VU le Code Général de la propriété des personnes publiques et notamment ses articles L.2122-1 à L. 2122-3,

VU l’avis du Bureau Municipal en date du 1er septembre 2016,

Monsieur le Maire rappelle que dans le cadre des transferts de compétence, la Communauté d’Agglomération de Paris-Vallée de la Marne est chargée de la gestion de l’eau potable et de l’assainissement des communes adhérentes.

Par un Contrat de Délégation de Service Public (DSP) en date du 1er juillet 2015, la Communauté d’Agglomération de Paris-Vallée de la Marne a confié à la SFDE la gestion de son service de production et de distribution de l’eau potable. Le contrat de délégation prévoit le déploiement de solutions de télérelevé des compteurs d’eau sur l’ensemble du territoire de la Communauté d’Agglomération de Paris-Vallée de la Marne à l’horizon du 30 septembre 2017.

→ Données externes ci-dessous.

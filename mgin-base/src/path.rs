// Colon-joined path helpers shared by the store, index engine, query engine,
// and pub/sub fan-out. A path's first segment is the top-level key
// (collection); its second, when present, is the entity id.

pub fn split(path: &str) -> Vec<&str> {
    path.split(':').filter(|s| !s.is_empty()).collect()
}

pub fn join(segments: &[&str]) -> String {
    segments.join(":")
}

pub fn join_owned(segments: &[String]) -> String {
    segments.join(":")
}

pub fn top_level(path: &str) -> Option<&str> {
    split(path).first().copied()
}

pub fn entity_id(full_entity_path: &str) -> String {
    // "<top-level>:<entity id>" as used to key index buckets.
    full_entity_path.to_string()
}

pub fn parent(path: &str) -> Option<String> {
    let segs = split(path);
    if segs.len() <= 1 {
        None
    } else {
        Some(join(&segs[..segs.len() - 1]))
    }
}

pub fn last(path: &str) -> Option<&str> {
    split(path).last().copied()
}

pub fn is_wildcard_segment(seg: &str) -> bool {
    seg == "*"
}

pub fn contains_wildcard(path: &str) -> bool {
    split(path).iter().any(|s| is_wildcard_segment(s))
}

#[cfg(test)]
mod tests {
    use super::*;

    #[test]
    fn split_join_roundtrip() {
        let segs = split("user:1:name");
        assert_eq!(segs, vec!["user", "1", "name"]);
        assert_eq!(join(&segs), "user:1:name");
    }

    #[test]
    fn parent_and_last() {
        assert_eq!(parent("user:1:name"), Some("user:1".to_string()));
        assert_eq!(last("user:1:name"), Some("name"));
        assert_eq!(parent("user"), None);
    }

    #[test]
    fn wildcard_detection() {
        assert!(contains_wildcard("user:*:name"));
        assert!(!contains_wildcard("user:1:name"));
    }
}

M20 est une société spécialisée dans la fourniture de service de télérelevé des compteurs d’eau et de la collecte de toutes données pouvant être remontées via les Réseaux développés pour le télérelevé des compteurs d’eau. SFDE a sollicité M20 afin que cette dernière réalise les prestations de télérelevé sur le territoire de la Communauté d’Agglomération de Paris-Vallée de la Marne.

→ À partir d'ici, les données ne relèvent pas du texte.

/// Run a full `QUERY`, returning the shape it caches and sends back over
/// the wire: a flat row list, or (when GROUPBY is present) a two-element
/// `[groups, flat]` pair.
pub fn evaluate(data: &DataStore, index: &IndexEngine, q: &QueryCommand) -> Result<Value> {
    let segs = split(&q.path);
    if segs.is_empty() {
        return Ok(Value::List(vec![]));
    }

    if segs.len() >= 2 {
        return evaluate_entity(data, index, q, &segs);
    }

    let rows = filter_and_join(data, index, q)?;
    Ok(finalize(rows, q))
}

/// `COUNT` reuses the filter+join stage only; GROUPBY/ORDERBY/LIMIT and
/// projection never change the number of matching rows.
pub fn count(data: &DataStore, index: &IndexEngine, q: &QueryCommand) -> Result<usize> {
    let segs = split(&q.path);
    if segs.is_empty() {
        return Ok(0);
    }
    if segs.len() >= 2 {
        return Ok(if data.get(&q.path).is_some() { 1 } else { 0 });
    }
    Ok(filter_and_join(data, index, q)?.len())
}

fn evaluate_entity(data: &DataStore, index: &IndexEngine, q: &QueryCommand, segs: &[&str]) -> Result<Value> {
    let entity_id = segs[1];
    let entity = match data.get(&q.path) {
        Some(v) => v,
        None => return Ok(Value::List(vec![])),
    };
    let mut row = row_from_entity(entity_id, entity);
    for join in &q.joins {
        apply_join_no_fallback(&mut row, join, data, index);
    }
    let projected = filter::project(&row, &q.include, &q.exclude);
    Ok(Value::List(vec![projected]))
}

/// WHERE-filtering plus JOIN, before any GROUPBY/ORDERBY/LIMIT/
/// projection. Exposed for sharding's peer-result concatenation.
pub fn filter_and_join(data: &DataStore, index: &IndexEngine, q: &QueryCommand) -> Result<Vec<Value>> {
    let segs = split(&q.path);
    let top = segs[0];

    let mut rows = if q.conditions.is_empty() {
        full_scan_all(data, top)
    } else {
        match index_backed_ids(top, q, index) {
            Some(ids) => ids
                .into_iter()
                .filter_map(|id| entity_at(data, top, &id).map(|e| row_from_entity(&id, e)))
                .collect(),
            None => full_scan_filtered(data, top, q),
        }
    };

    for join in &q.joins {
        apply_join_with_fallback(&mut rows, join, data, index);
    }

    Ok(rows)
}

/// Apply GROUPBY/ORDERBY/LIMIT then INCLUDE/EXCLUDE to an already
/// filtered+joined row list.
pub fn finalize(rows: Vec<Value>, q: &QueryCommand) -> Value {
    match modifiers::apply(rows, q) {
        modifiers::Outcome::Flat(rows) => {
            Value::List(rows.into_iter().map(|r| filter::project(&r, &q.include, &q.exclude)).collect())
        }
        modifiers::Outcome::Grouped { groups, flat } => {
            let grouped_value = Value::Object(
                groups
                    .into_iter()
                    .map(|(k, v)| {
                        (
                            k,
                            Value::List(v.into_iter().map(|r| filter::project(&r, &q.include, &q.exclude)).collect()),
                        )
                    })
                    .collect(),
            );
            let flat_value = Value::List(flat.into_iter().map(|r| filter::project(&r, &q.include, &q.exclude)).collect());
            Value::List(vec![grouped_value, flat_value])
        }
    }
}

fn entity_at<'a>(data: &'a DataStore, top: &str, id: &str) -> Option<&'a Value> {
    data.top_level(top)?.as_object()?.get(id)
}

Le télérelevé des compteurs d’eau est un système innovant fondé sur la lecture et la transmission automatique des index de consommation vers un système informatique centralisé. Il utilise une technologie avancée couplant la radio et Internet. Chaque compteur est équipé d’un enregistreur qui analyse en permanence les index et les transmet par ondes radio à une passerelle chargée de relayer ces informations vers un centre de traitement du Service des Eaux.

Le répéteur reçoit et retransmet par ondes radio les informations reçues de plusieurs compteurs d’eau, servant de relais entre les compteurs et une passerelle. Sa localisation répond à des critères précis permettant la bonne transmission des ondes radio. Il est, dans la plupart des cas, posé sur un candélabre. Lorsque ceux-ci sont inexistants ou lorsque les conditions radio sont particulières, la pose sur des descentes d’eau pluviale d’immeubles est nécessaire.

A noter que les ondes radio diffusées entre enregistreurs, répéteurs et passerelle sont de très faible puissance, de très faible durée et totalement inoffensives.

Monsieur le Maire précise qu’il ne sera pas nécessaire d’installer une passerelle à Emerainville compte-tenu de leur présence sur les communes proches de Noisiel et Pontault-Combault.

La mise en place de répéteurs participe à l’accomplissement pour le compte de la  Communauté d’Agglomération de Paris-Vallée de la Marne de sa mission de service de distribution de l’eau et, à ce titre, justifie l’octroi par la Commune d’Emerainville de l’autorisation d’occupation temporaire du domaine public à titre gratuit. En outre, la gratuité permet de ne pas augmenter le coût demandé aux abonnés.

Monsieur le Maire propose de signer la convention d’occupation temporaire du domaine public à titre gratuit pour les répéteurs de M20 sur les supports d’Eclairage Public, convention établie entre la Commune d’Emerainville, la Société M20 et la Société Française de Distribution d’Eau (SFDE).

LE CONSEIL MUNICIPAL, APRES EN AVOIR DELIBERE,

AUTORISE Monsieur le Maire à signer la convention d’occupation temporaire du domaine public à titre gratuit pour les répéteurs de M20 sur les supports d’Eclairage Public, convention établie entre la Commune d’Emerainville, la Société M20 et la Société Française de Distribution d’Eau (SFDE).

Monsieur IMPELLIZZIERI demande comment est-on assuré de la gratuité ? Il souhaiterait savoir si des études ont été réalisées sur la non-nocivité des ondes émises par ces appareils. Emet des doutes.

Monsieur CRESSEND est plus inquiet de l’emploi des personnes qui font les relevés.

Monsieur le Maire dit que le S.A.N. du Val Maubuée a mis dix ans pour nous faire connaître le prix de l’eau et on n’a jamais su réellement.

Monsieur HULEUX répond que le prix de l’eau va augmenter pour sa valeur intrinsèque. Il est réservé malgré trois sociétés qui ont réalisé des expertises sur l’émission d’ondes.  Où sont les réserves pour la santé des habitants ? Il attend des études sur les répéteurs mais on ne pourra pas s’opposer à la mise en place des compteurs.

Vote à la majorité,

1 voix contre (J. HULEUX)

4 abstentions (J.IMPELLIZZIERI+1 POUVOIR – L. TALBI – C.MOREL).